■ **Directions for this task**: Print the lines in the listing below that fall between the line with "match solver.solve(&vtv, &vty, cols)" and the line with "the bin's x-coordinate.", those two lines included, exactly as they stand and with nothing else.

== Exercise materials ==

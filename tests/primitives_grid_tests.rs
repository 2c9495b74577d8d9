#![cfg(feature = "dev")]

use approx::assert_relative_eq;
use plotstat::internals::primitives::binning::{BinAnchor, BinLayout, bin_index, bins_for_width};
use plotstat::internals::primitives::errors::StatsError;
use plotstat::internals::primitives::grid::{Grid2D, GridSpec};

// ============================================================================
// Binning
// ============================================================================

#[test]
fn test_bin_anchor_offset() {
    assert_eq!(BinAnchor::Left.offset(2.0), 0.0);
    assert_eq!(BinAnchor::Mid.offset(2.0), 1.0);
    assert_eq!(BinAnchor::Right.offset(2.0), 2.0);
    assert_eq!(BinAnchor::default(), BinAnchor::Left);
}

#[test]
fn test_bin_layout_default() {
    assert_eq!(BinLayout::default(), BinLayout::Count(11));
}

#[test]
fn test_bins_for_width() {
    assert_eq!(bins_for_width(10.0, 2.0), 5);
    assert_eq!(bins_for_width(10.0, 3.0), 4);
    // Degenerate range still yields one bin
    assert_eq!(bins_for_width(0.0, 1.0), 1);
}

#[test]
fn test_bin_index_clamps() {
    assert_eq!(bin_index(0.0, 0.0, 1.0, 4), 0);
    assert_eq!(bin_index(2.5, 0.0, 1.0, 4), 2);
    // The maximum lands in the last bin
    assert_eq!(bin_index(4.0, 0.0, 1.0, 4), 3);
    assert_eq!(bin_index(-3.0, 0.0, 1.0, 4), 0);
    assert_eq!(bin_index(100.0, 0.0, 1.0, 4), 3);
    // Zero width maps everything to the first bin
    assert_eq!(bin_index(1.0, 1.0, 0.0, 4), 0);
}

// ============================================================================
// GridSpec
// ============================================================================

#[test]
fn test_grid_spec_steps() {
    let spec = GridSpec::new(0.0, 10.0, -1.0, 1.0, 5, 4);
    assert_relative_eq!(spec.x_step(), 2.0);
    assert_relative_eq!(spec.y_step(), 0.5);
    assert!(spec.validate().is_ok());
}

#[test]
fn test_grid_spec_from_widths() {
    let spec = GridSpec::from_widths(0.0, 10.0, 0.0, 1.0, 3.0, 0.25).unwrap();
    assert_eq!(spec.nx, 4);
    assert_eq!(spec.ny, 4);

    let err = GridSpec::from_widths(0.0, 1.0, 0.0, 1.0, 0.0, 1.0).unwrap_err();
    assert_eq!(err, StatsError::InvalidBinWidth(0.0));
}

#[test]
fn test_grid_spec_autoranged() {
    let x = [3.0, f64::NAN, -1.0, 2.0];
    let y = [5.0, 7.0, 0.0, f64::INFINITY];
    let spec = GridSpec::autoranged(&x, &y, 10, 20).unwrap();
    assert_eq!((spec.xmin, spec.xmax), (-1.0, 3.0));
    assert_eq!((spec.ymin, spec.ymax), (0.0, 7.0));
    assert_eq!((spec.nx, spec.ny), (10, 20));

    let empty: [f64; 0] = [];
    assert_eq!(
        GridSpec::autoranged(&empty, &y, 2, 2).unwrap_err(),
        StatsError::EmptyInput
    );
}

#[test]
fn test_grid_spec_validate_rejects() {
    assert!(matches!(
        GridSpec::new(0.0, 1.0, 0.0, 1.0, 0, 3).validate(),
        Err(StatsError::InvalidGrid(_))
    ));
    assert!(matches!(
        GridSpec::new(0.0, f64::NAN, 0.0, 1.0, 2, 3).validate(),
        Err(StatsError::InvalidGrid(_))
    ));
}

// ============================================================================
// Grid2D
// ============================================================================

#[test]
fn test_grid2d_layout() {
    let spec = GridSpec::new(0.0, 4.0, 10.0, 12.0, 4, 2);
    let mut grid = Grid2D::zeros(spec);
    assert_eq!(grid.values.len(), 8);

    // Cell (ix = 2, iy = 1)
    grid.values[6] = 3.0;
    assert_eq!(grid.get(2, 1), Some(3.0));
    assert_eq!(grid.get(4, 0), None);
    assert_eq!(grid.get(0, 2), None);
    assert_relative_eq!(grid.total(), 3.0);

    assert_eq!(grid.x_positions(), vec![0.0, 1.0, 2.0, 3.0]);
    assert_eq!(grid.y_positions(), vec![10.0, 11.0]);
}

#[test]
fn test_grid2d_display() {
    let grid = Grid2D::zeros(GridSpec::new(0.0, 1.0, 0.0, 1.0, 2, 2));
    let text = format!("{}", grid);
    assert!(text.starts_with("Grid:"));
    assert!(text.contains("in 2 cells"));
}
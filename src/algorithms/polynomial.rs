//! Least-squares polynomial fitting.
//!
//! ## Purpose
//!
//! This module fits `p_0 + p_1 x + ... + p_P x^P` to paired data by solving
//! the normal equations of the Vandermonde system.
//!
//! ## Design notes
//!
//! * **Solver seam**: The square solve is delegated to a [`LinearSolver`];
//!   [`poly_fit`] uses the QR solver.
//! * **No degree check**: A degree of `N` or more yields a singular system,
//!   reported as `SingularSystem` by the solver rather than checked up front.
//!
//! ## Invariants
//!
//! * A successful fit of degree `P` has exactly `P + 1` coefficients.

// Feature-gated imports
#[cfg(not(feature = "std"))]
use alloc::vec::Vec;
#[cfg(feature = "std")]
use std::vec::Vec;

use core::fmt;

// Internal dependencies
use crate::math::linalg::{LinearSolver, QrSolver, normal_equations};
use crate::primitives::errors::StatsError;
use crate::primitives::sample::{Sample, valid_pairs};

// ============================================================================
// Polynomial
// ============================================================================

/// Polynomial with coefficients in ascending powers: `self.0[k]` multiplies `x^k`.
#[derive(Debug, Clone, PartialEq, Default)]
pub struct Polynomial(pub Vec<f64>);

impl Polynomial {
    /// Coefficients `p_0..p_P`.
    #[inline]
    pub fn coefficients(&self) -> &[f64] {
        &self.0
    }

    /// Degree `P` (0 for an empty coefficient list).
    #[inline]
    pub fn degree(&self) -> usize {
        self.0.len().saturating_sub(1)
    }

    /// Evaluate at `x` (Horner's scheme).
    #[inline]
    pub fn evaluate(&self, x: f64) -> f64 {
        poly_eval(x, &self.0)
    }

    /// The polynomial as a closure.
    pub fn function(&self) -> impl Fn(f64) -> f64 + '_ {
        move |x| self.evaluate(x)
    }
}

impl fmt::Display for Polynomial {
    fn fmt(&self, f: &mut fmt::Formatter<'_>) -> fmt::Result {
        write!(f, "f(x) =")?;
        if self.0.is_empty() {
            return write!(f, " 0");
        }
        for (k, c) in self.0.iter().enumerate() {
            let sep = if k == 0 { " " } else { " + " };
            match k {
                0 => write!(f, "{}{}", sep, c)?,
                1 => write!(f, "{}{}·x", sep, c)?,
                _ => write!(f, "{}{}·x^{}", sep, c, k)?,
            }
        }
        Ok(())
    }
}

/// Evaluate `Σ p_k x^k` by Horner's scheme. 0 for no coefficients.
pub fn poly_eval(x: f64, coefficients: &[f64]) -> f64 {
    coefficients.iter().rev().fold(0.0, |acc, &c| acc * x + c)
}

// ============================================================================
// Fitting
// ============================================================================

/// Fit a polynomial of `degree` with the given solver.
pub fn poly_fit_with<X, Y, S>(x: X, y: Y, degree: usize, solver: &S) -> Result<Polynomial, StatsError>
where
    X: IntoIterator,
    X::Item: Sample,
    Y: IntoIterator,
    Y::Item: Sample,
    S: LinearSolver + ?Sized,
{
    let (xs, ys): (Vec<f64>, Vec<f64>) = valid_pairs(x, y).unzip();
    let rows = xs.len();
    if rows <= 1 {
        return Err(StatsError::TooFewPoints { got: rows, min: 2 });
    }

    let cols = degree + 1;
    let mut design = Vec::with_capacity(rows * cols);
    for &xi in &xs {
        let mut power = 1.0;
        for _ in 0..cols {
            design.push(power);
            power *= xi;
        }
    }

    let (vtv, vty) = normal_equations(&design, &ys, rows, cols);
    match solver.solve(&vtv, &vty, cols) {
        Some(coefficients) => Ok(Polynomial(coefficients)),
        None => {
            #[cfg(feature = "tracing")]
            tracing::debug!(rows, degree, "polynomial fit: singular normal equations");
            Err(StatsError::SingularSystem)
        }
    }
}

/// Least-squares polynomial of `degree` through the valid `(x, y)` pairs.
///
/// Fails with `TooFewPoints` for fewer than two valid pairs and with
/// `SingularSystem` if the normal equations cannot be solved.
pub fn poly_fit<X, Y>(x: X, y: Y, degree: usize) -> Result<Polynomial, StatsError>
where
    X: IntoIterator,
    X::Item: Sample,
    Y: IntoIterator,
    Y::Item: Sample,
{
    poly_fit_with(x, y, degree, &QrSolver)
}
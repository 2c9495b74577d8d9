//! Configuration types for binning and grid evaluation.
//!
//! ## Purpose
//!
//! This module defines the small value types shared by the histogram and KDE
//! engines: where a bin's emitted x-position lies, and how the bins (or
//! evaluation points) along one axis are laid out.
//!
//! ## Design notes
//!
//! * **Encapsulated**: Configuration is captured in simple enums with clear defaults.
//! * **Shared**: The same `bin_index` step drives 1D and 2D histograms.
//!
//! ## Key concepts
//!
//! 1. **Anchor**: Left edge, midpoint or right edge of a bin.
//! 2. **Layout**: Autoranged by count, autoranged by width, or explicit edges.
//!
//! ## Non-goals
//!
//! * This module does not perform binning itself (handled by `algorithms`).

// Feature-gated imports
#[cfg(not(feature = "std"))]
use alloc::vec::Vec;
#[cfg(feature = "std")]
use std::vec::Vec;

/// Position within a bin that is reported as the bin's x-coordinate.
#[derive(Debug, Clone, Copy, PartialEq, Eq, Default)]
pub enum BinAnchor {
    /// The left edge (bin start).
    #[default]
    Left,

    /// The bin center.
    Mid,

    /// The right edge (bin end).
    Right,
}

impl BinAnchor {
    /// Offset added to the bin start for a bin of width `width`.
    #[inline]
    pub fn offset(&self, width: f64) -> f64 {
        match self {
            Self::Left => 0.0,
            Self::Mid => width / 2.0,
            Self::Right => width,
        }
    }
}

/// Layout of the bins along one axis.
#[derive(Debug, Clone, PartialEq)]
pub enum BinLayout {
    /// Fixed number of bins spanning `[min, max]` of the data.
    Count(usize),

    /// Fixed bin width starting at the data minimum; count is `ceil(range / width)`.
    Width(f64),

    /// Explicit bin starts (sorted ascending before use).
    Edges(Vec<f64>),
}

impl Default for BinLayout {
    fn default() -> Self {
        Self::Count(11)
    }
}

/// Number of bins of width `width` needed to cover `range`.
///
/// Always at least one: a plain `ceil(range / width)` gives zero bins for
/// degenerate (zero-width) data, which here still yields a single bin.
#[inline]
pub fn bins_for_width(range: f64, width: f64) -> usize {
    let n = num_traits::Float::ceil(range / width);
    if n.is_finite() && n >= 1.0 { n as usize } else { 1 }
}

/// Clamped bin index of `value` for bins of `width` starting at `start`.
///
/// Values below `start` fall into bin 0 and values past the end into the last bin.
#[inline]
pub fn bin_index(value: f64, start: f64, width: f64, bins: usize) -> usize {
    let raw = num_traits::Float::floor((value - start) / width);
    // NaN (zero-width range) maps to bin 0
    let idx = if raw > 0.0 { raw as usize } else { 0 };
    idx.min(bins.saturating_sub(1))
}
//! Parameter validation for the statistics builders.
//!
//! ## Purpose
//!
//! This module checks builder parameters before a configuration is handed
//! out: bin counts and widths, bandwidths, IRLS settings and duplicate
//! setter calls.
//!
//! ## Design notes
//!
//! * **Fail-Fast**: Validation stops at the first error encountered.
//! * **Parameters only**: Sample data is never rejected for containing NaN or
//!   infinite values; those are skipped by the algorithms.
//!
//! ## Key concepts
//!
//! * **Parameter Bounds**: Widths, bandwidths, exponents and tolerances must be
//!   positive and finite.
//! * **Grids**: Evaluation ranges must be finite and non-empty.
//!
//! ## Invariants
//!
//! * Validation logic is deterministic and side-effect free.
//!
//! ## Non-goals
//!
//! * This module does not sort, transform, or filter input data.
//! * This module does not provide automatic correction of invalid inputs.

// Feature-gated imports
#[cfg(not(feature = "std"))]
use alloc::format;

// Internal dependencies
use crate::primitives::errors::StatsError;

/// Upper bound on IRLS iterations accepted by the builders.
pub const MAX_ITERATIONS: usize = 10_000;

// ============================================================================
// Validator
// ============================================================================

/// Validation utility for builder parameters.
///
/// All methods return `Result<(), StatsError>` and fail fast upon identifying
/// the first violation.
pub struct Validator;

impl Validator {
    // ========================================================================
    // Scalar Validation
    // ========================================================================

    /// Validate a single numeric value for finiteness.
    pub fn validate_scalar(val: f64, name: &str) -> Result<(), StatsError> {
        if !val.is_finite() {
            return Err(StatsError::InvalidNumericValue(format!("{}={}", name, val)));
        }
        Ok(())
    }

    // ========================================================================
    // Binning Validation
    // ========================================================================

    /// Validate a bin or grid-point count.
    pub fn validate_bin_count(bins: usize) -> Result<(), StatsError> {
        if bins == 0 {
            return Err(StatsError::InvalidBinCount(bins));
        }
        Ok(())
    }

    /// Validate a bin width or grid spacing.
    pub fn validate_bin_width(width: f64) -> Result<(), StatsError> {
        if !width.is_finite() || width <= 0.0 {
            return Err(StatsError::InvalidBinWidth(width));
        }
        Ok(())
    }

    /// Validate explicit bin starts (or evaluation positions).
    pub fn validate_bin_edges(edges: &[f64]) -> Result<(), StatsError> {
        if edges.is_empty() {
            return Err(StatsError::InvalidBinEdges("no bin edges given".into()));
        }
        for (i, &e) in edges.iter().enumerate() {
            if !e.is_finite() {
                return Err(StatsError::InvalidBinEdges(format!("edges[{}]={}", i, e)));
            }
        }
        Ok(())
    }

    /// Validate an evaluation range `left..=right` stepped by `delta`.
    pub fn validate_range(left: f64, delta: f64, right: f64) -> Result<(), StatsError> {
        Self::validate_scalar(left, "left")?;
        Self::validate_scalar(right, "right")?;
        Self::validate_bin_width(delta)?;
        if right < left {
            return Err(StatsError::InvalidGrid(format!(
                "range is empty: right ({}) < left ({})",
                right, left
            )));
        }
        Ok(())
    }

    // ========================================================================
    // Parameter Validation
    // ========================================================================

    /// Validate a KDE bandwidth.
    pub fn validate_bandwidth(bandwidth: f64) -> Result<(), StatsError> {
        if !bandwidth.is_finite() || bandwidth <= 0.0 {
            return Err(StatsError::InvalidBandwidth(bandwidth));
        }
        Ok(())
    }

    /// Validate the Lp norm exponent of the robust fit.
    pub fn validate_exponent(p: f64) -> Result<(), StatsError> {
        if !p.is_finite() || p <= 0.0 {
            return Err(StatsError::InvalidExponent(p));
        }
        Ok(())
    }

    /// Validate the number of IRLS iterations, `1..=MAX_ITERATIONS`.
    pub fn validate_iterations(iterations: usize) -> Result<(), StatsError> {
        if iterations == 0 || iterations > MAX_ITERATIONS {
            return Err(StatsError::InvalidIterations(iterations));
        }
        Ok(())
    }

    /// Validate the IRLS early-exit tolerance.
    pub fn validate_tolerance(tol: f64) -> Result<(), StatsError> {
        if !tol.is_finite() || tol <= 0.0 {
            return Err(StatsError::InvalidTolerance(tol));
        }
        Ok(())
    }

    /// Validate that no parameters were set multiple times in the builder.
    pub fn validate_no_duplicates(duplicate_param: Option<&'static str>) -> Result<(), StatsError> {
        if let Some(param) = duplicate_param {
            return Err(StatsError::DuplicateParameter { parameter: param });
        }
        Ok(())
    }
}
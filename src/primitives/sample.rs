//! Sample conversion and validity filtering.
//!
//! ## Purpose
//!
//! Every statistic in the crate consumes a sequence of "numeric-convertible"
//! values. This module defines the conversion to `f64` and the validity check
//! that decides which samples participate in an aggregate.
//!
//! ## Design notes
//!
//! * **Conversion**: `Sample` is implemented for all primitive numeric types and
//!   for references to them, so `&[f64]`, `&Vec<i32>`, `vec.iter()` and owned
//!   vectors can all be passed directly.
//! * **Failure**: A value that cannot be represented as `f64` converts to NaN and
//!   is therefore skipped like any other invalid sample.
//!
//! ## Invariants
//!
//! * A sample is valid iff it is neither NaN nor infinite.
//! * Invalid samples are silently excluded, never reported as errors.

// External dependencies
use num_traits::ToPrimitive;

// ============================================================================
// Sample Trait
// ============================================================================

/// A value that can be fed into the statistics functions.
pub trait Sample {
    /// Convert to `f64`. Unrepresentable values become NaN.
    fn to_sample(&self) -> f64;
}

macro_rules! impl_sample {
    ($($t:ty),* $(,)?) => {
        $(
            impl Sample for $t {
                #[inline]
                fn to_sample(&self) -> f64 {
                    ToPrimitive::to_f64(self).unwrap_or(f64::NAN)
                }
            }
        )*
    };
}

impl_sample!(
    f32, f64, i8, i16, i32, i64, i128, isize, u8, u16, u32, u64, u128, usize
);

impl<T: Sample + ?Sized> Sample for &T {
    #[inline]
    fn to_sample(&self) -> f64 {
        (**self).to_sample()
    }
}

impl<T: Sample + ?Sized> Sample for &mut T {
    #[inline]
    fn to_sample(&self) -> f64 {
        (**self).to_sample()
    }
}

// ============================================================================
// Validity
// ============================================================================

/// Returns `true` if `v` may take part in a statistic (not NaN, not infinite).
#[inline]
pub fn is_ok_float(v: f64) -> bool {
    v.is_finite()
}

/// Iterate over the valid samples of `data`, converted to `f64`.
#[inline]
pub fn valid<I>(data: I) -> impl Iterator<Item = f64>
where
    I: IntoIterator,
    I::Item: Sample,
{
    data.into_iter()
        .map(|v| v.to_sample())
        .filter(|&v| is_ok_float(v))
}

/// Iterate over the `(x, y)` pairs where both members are valid.
///
/// Iteration stops at the end of the shorter sequence.
#[inline]
pub fn valid_pairs<X, Y>(x: X, y: Y) -> impl Iterator<Item = (f64, f64)>
where
    X: IntoIterator,
    X::Item: Sample,
    Y: IntoIterator,
    Y::Item: Sample,
{
    x.into_iter()
        .zip(y)
        .map(|(a, b)| (a.to_sample(), b.to_sample()))
        .filter(|&(a, b)| is_ok_float(a) && is_ok_float(b))
}

/// Append every valid sample of `data` to `out`, returning how many were written.
pub fn filter_valid<I, E>(data: I, out: &mut E) -> usize
where
    I: IntoIterator,
    I::Item: Sample,
    E: Extend<f64>,
{
    let mut n = 0usize;
    out.extend(valid(data).inspect(|_| n += 1));
    n
}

===

■ **Solution to the exercise**:
    match solver.solve(&vtv, &vty, cols) {
        Some(coefficients) => Ok(Polynomial(coefficients)),
        None => {
            #[cfg(feature = "tracing")]
            tracing::debug!(rows, degree, "polynomial fit: singular normal equations");
            Err(StatsError::SingularSystem)
        }
    }
}

/// Least-squares polynomial of `degree` through the valid `(x, y)` pairs.
///
/// Fails with `TooFewPoints` for fewer than two valid pairs and with
/// `SingularSystem` if the normal equations cannot be solved.
pub fn poly_fit<X, Y>(x: X, y: Y, degree: usize) -> Result<Polynomial, StatsError>
where
    X: IntoIterator,
    X::Item: Sample,
    Y: IntoIterator,
    Y::Item: Sample,
{
    poly_fit_with(x, y, degree, &QrSolver)
}
repository 2c9495b74577d8d9
//! Configuration types for binning and grid evaluation.
//!
//! ## Purpose
//!
//! This module defines the small value types shared by the histogram and KDE
//! engines: where a bin's emitted x-position lies, and how the bins (or
//! evaluation points) along one axis are laid out.
//!
//! ## Design notes
//!
//! * **Encapsulated**: Configuration is captured in simple enums with clear defaults.
//! * **Shared**: The same `bin_index` step drives 1D and 2D histograms.
//!
//! ## Key concepts
//!
//! 1. **Anchor**: Left edge, midpoint or right edge of a bin.
//! 2. **Layout**: Autoranged by count, autoranged by width, or explicit edges.
//!
//! ## Non-goals
//!
//! * This module does not perform binning itself (handled by `algorithms`).

// Feature-gated imports
#[cfg(not(feature = "std"))]
use alloc::vec::Vec;
#[cfg(feature = "std")]
use std::vec::Vec;

/// Position within a bin that is reported as the bin's x-coordinate.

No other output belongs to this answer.